■ **Task prompt**:
Count the lines in the entries that contain the string "evicted". State nothing but the number.

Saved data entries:
[Start of section]

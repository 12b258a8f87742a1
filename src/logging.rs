//! Structured JSON-lines logging.
//!
//! Every record carries a run id, a monotonic sequence number, a level, a
//! domain and a `data` object. Records go to stderr; when `LOG_DIR` is set
//! they are also appended to `events.jsonl` / `trace.jsonl` under
//! `LOG_DIR/<run_id>/`.
//!
//! Filtering: `LOG_LEVEL` (default info) and `LOG_DOMAINS` (comma list or
//! `all`). `PROFILE_SAMPLE` in [0, 1] samples `ProfileScope` timings.

use chrono::Utc;
use serde::{Deserialize, Serialize};
use serde_json::{json, Map, Value};
use std::fs::{create_dir_all, File};
use std::io::{BufWriter, Write};
use std::path::PathBuf;
use std::process;
use std::sync::atomic::{AtomicU64, Ordering};
use std::sync::{Mutex, OnceLock};
use std::time::Instant;

// =============================================================================
// Log Levels
// =============================================================================

#[derive(Debug, Clone, Copy, PartialEq, Eq, PartialOrd, Ord, Serialize, Deserialize)]
#[serde(rename_all = "lowercase")]
pub enum Level {
    Trace = 0,
    Debug = 1,
    Info = 2,
    Warn = 3,
    Error = 4,
    Fatal = 5,
}

impl Level {
    pub fn from_env() -> Self {
        Self::parse(std::env::var("LOG_LEVEL").as_deref().unwrap_or("info"))
    }

    pub fn parse(raw: &str) -> Self {
        match raw {
            "trace" => Level::Trace,
            "debug" => Level::Debug,
            "warn" => Level::Warn,
            "error" => Level::Error,
            "fatal" => Level::Fatal,
            _ => Level::Info,
        }
    }

    pub fn as_str(&self) -> &'static str {
        match self {
            Level::Trace => "trace",
            Level::Debug => "debug",
            Level::Info => "info",
            Level::Warn => "warn",
            Level::Error => "error",
            Level::Fatal => "fatal",
        }
    }
}

// =============================================================================
// Log Domains
// =============================================================================

#[derive(Debug, Clone, Copy, PartialEq, Eq, Hash, Serialize, Deserialize)]
#[serde(rename_all = "snake_case")]
pub enum Domain {
    Generate, // Sequence production
    History,  // Ledger appends and evictions
    Session,  // Regenerate lifecycle
    System,   // Startup, config, shutdown
    Profile,  // Timing scopes
    Audit,    // Fingerprints for replay checks
}

impl Domain {
    pub fn as_str(&self) -> &'static str {
        match self {
            Domain::Generate => "generate",
            Domain::History => "history",
            Domain::Session => "session",
            Domain::System => "system",
            Domain::Profile => "profile",
            Domain::Audit => "audit",
        }
    }

    pub fn is_enabled(&self) -> bool {
        match std::env::var("LOG_DOMAINS").as_deref() {
            Ok("all") | Err(_) => true,
            Ok(domains) => domains.split(',').any(|d| d.trim() == self.as_str()),
        }
    }
}

// =============================================================================
// Run context
// =============================================================================

static LOG_SEQ: AtomicU64 = AtomicU64::new(0);
static PROFILE_SEQ: AtomicU64 = AtomicU64::new(0);
static RUN_CONTEXT: OnceLock<RunContext> = OnceLock::new();

fn next_seq() -> u64 {
    LOG_SEQ.fetch_add(1, Ordering::SeqCst)
}

#[derive(Debug)]
struct FileSinks {
    events: Mutex<BufWriter<File>>,
    trace: Mutex<BufWriter<File>>,
}

#[derive(Debug)]
struct RunContext {
    run_id: String,
    files: Option<FileSinks>,
}

fn ensure_run_context() -> &'static RunContext {
    RUN_CONTEXT.get_or_init(|| {
        let run_id = std::env::var("RUN_ID")
            .unwrap_or_else(|_| format!("r-{}-{}", ts_epoch_ms(), process::id()));
        let files = std::env::var("LOG_DIR")
            .ok()
            .and_then(|base| open_file_sinks(PathBuf::from(base).join(&run_id), &run_id));
        RunContext { run_id, files }
    })
}

fn open_file_sinks(run_dir: PathBuf, run_id: &str) -> Option<FileSinks> {
    if let Err(err) = create_dir_all(&run_dir) {
        eprintln!("[log] failed to create run dir: {}", err);
        return None;
    }
    let _ = std::fs::write(
        run_dir.join("manifest.json"),
        json!({
            "run_id": run_id,
            "ts": ts_now(),
            "pid": process::id(),
            "log_dir": run_dir.to_string_lossy(),
        })
        .to_string(),
    );
    let open = |name: &str| match File::create(run_dir.join(name)) {
        Ok(f) => Some(Mutex::new(BufWriter::new(f))),
        Err(err) => {
            eprintln!("[log] failed to create {}: {}", name, err);
            None
        }
    };
    Some(FileSinks {
        events: open("events.jsonl")?,
        trace: open("trace.jsonl")?,
    })
}

fn split_fields(mut fields: Map<String, Value>) -> (Map<String, Value>, Map<String, Value>) {
    let mut top = Map::new();
    for key in ["generation_id", "policy", "msg"] {
        if let Some(value) = fields.remove(key) {
            top.insert(key.to_string(), value);
        }
    }
    (top, fields)
}

fn write_line(writer: &Mutex<BufWriter<File>>, line: &str) {
    if let Ok(mut w) = writer.lock() {
        let _ = writeln!(w, "{}", line);
        let _ = w.flush();
    }
}

// =============================================================================
// Core logging functions
// =============================================================================

/// RFC3339 timestamp with milliseconds
pub fn ts_now() -> String {
    Utc::now().to_rfc3339_opts(chrono::SecondsFormat::Millis, true)
}

/// Epoch milliseconds
pub fn ts_epoch_ms() -> u64 {
    Utc::now().timestamp_millis() as u64
}

pub fn run_id() -> &'static str {
    &ensure_run_context().run_id
}

/// Emit a structured log entry
pub fn log(level: Level, domain: Domain, event: &str, fields: Map<String, Value>) {
    if level < Level::from_env() || !domain.is_enabled() {
        return;
    }
    emit_record(level, domain.as_str(), event, fields);
}

/// Build the JSON line for a record without emitting it.
pub fn format_record(
    run_id: &str,
    seq: u64,
    level: Level,
    component: &str,
    event: &str,
    fields: Map<String, Value>,
) -> String {
    let (mut top, data) = split_fields(fields);
    let msg = top.remove("msg").unwrap_or(Value::String(String::new()));
    let mut entry = Map::new();
    entry.insert("ts".to_string(), json!(ts_now()));
    entry.insert("run_id".to_string(), json!(run_id));
    entry.insert("seq".to_string(), json!(seq));
    entry.insert("lvl".to_string(), json!(level.as_str().to_uppercase()));
    entry.insert("component".to_string(), json!(component));
    entry.insert("event".to_string(), json!(event));
    entry.insert("msg".to_string(), msg);
    for (k, v) in top {
        entry.insert(k, v);
    }
    entry.insert("data".to_string(), Value::Object(data));
    Value::Object(entry).to_string()
}

fn emit_record(level: Level, component: &str, event: &str, fields: Map<String, Value>) {
    let ctx = ensure_run_context();
    let line = format_record(&ctx.run_id, next_seq(), level, component, event, fields);
    if let Some(files) = &ctx.files {
        match level {
            Level::Trace | Level::Debug => write_line(&files.trace, &line),
            _ => write_line(&files.events, &line),
        }
    }
    eprintln!("{}", line);
}

// =============================================================================
// Domain-Specific Logging Helpers
// =============================================================================

pub fn log_generation(
    generation_id: u64,
    policy: &str,
    count_a: usize,
    count_b: usize,
    longest_run: usize,
    effect_size: f64,
    p_value: f64,
) {
    log(
        Level::Debug,
        Domain::Generate,
        "sequence_stats",
        obj(&[
            ("generation_id", json!(generation_id)),
            ("policy", v_str(policy)),
            ("count_a", json!(count_a)),
            ("count_b", json!(count_b)),
            ("longest_run", json!(longest_run)),
            ("effect_size", v_num(effect_size)),
            ("p_value", v_num(p_value)),
        ]),
    );
}

pub fn log_history_trim(generation_id: u64, stored: usize, evicted: usize, capacity: usize) {
    log(
        Level::Debug,
        Domain::History,
        "append",
        obj(&[
            ("generation_id", json!(generation_id)),
            ("stored", json!(stored)),
            ("evicted", json!(evicted)),
            ("capacity", json!(capacity)),
        ]),
    );
}

/// Fingerprint of a generated sequence, for replaying a seeded run.
pub fn log_audit(generation_id: u64, policy: &str, fingerprint: &str) {
    log(
        Level::Trace,
        Domain::Audit,
        "sequence_fingerprint",
        obj(&[
            ("generation_id", json!(generation_id)),
            ("policy", v_str(policy)),
            ("fingerprint", v_str(fingerprint)),
        ]),
    );
}

pub fn log_session_summary(
    generations: u64,
    stored: usize,
    sequence_length: usize,
    seed: Option<u64>,
) {
    log(
        Level::Info,
        Domain::System,
        "session_summary",
        obj(&[
            ("generations", json!(generations)),
            ("stored_records", json!(stored)),
            ("sequence_length", json!(sequence_length)),
            ("seed", seed.map(|s| json!(s)).unwrap_or(Value::Null)),
        ]),
    );
}

// =============================================================================
// Utility Functions
// =============================================================================

pub fn obj(pairs: &[(&str, Value)]) -> Map<String, Value> {
    let mut map = Map::new();
    for (k, v) in pairs {
        map.insert((*k).to_string(), v.clone());
    }
    map
}

pub fn v_str(s: &str) -> Value {
    Value::String(s.to_string())
}

pub fn v_num(n: f64) -> Value {
    json!(n)
}

// =============================================================================
// Profiling Scope
// =============================================================================

/// Profiling scope that emits structured timing on drop.
pub struct ProfileScope {
    label: &'static str,
    context: Option<Map<String, Value>>,
    started: Instant,
    enabled: bool,
}

impl ProfileScope {
    pub fn with_context(label: &'static str, fields: &[(&str, Value)]) -> Self {
        let enabled = Self::should_sample();
        Self {
            label,
            context: if enabled { Some(obj(fields)) } else { None },
            started: Instant::now(),
            enabled,
        }
    }

    fn should_sample() -> bool {
        std::env::var("PROFILE_SAMPLE")
            .ok()
            .and_then(|v| v.parse::<f64>().ok())
            .map(|p| {
                if p >= 1.0 {
                    true
                } else if p <= 0.0 {
                    false
                } else {
                    let seq = PROFILE_SEQ.fetch_add(1, Ordering::SeqCst);
                    let bucket = (seq % 10_000) as f64 / 10_000.0;
                    bucket < p
                }
            })
            .unwrap_or(true)
    }
}

impl Drop for ProfileScope {
    fn drop(&mut self) {
        if !self.enabled {
            return;
        }
        let elapsed_ms = self.started.elapsed().as_secs_f64() * 1000.0;
        let mut fields = self.context.take().unwrap_or_default();
        fields.insert("label".to_string(), v_str(self.label));
        fields.insert("elapsed_ms".to_string(), v_num(elapsed_ms));
        log(Level::Trace, Domain::Profile, "profile", fields);
    }
}

// =============================================================================
// Tests
// =============================================================================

[End of section]

■ **Task response**:
2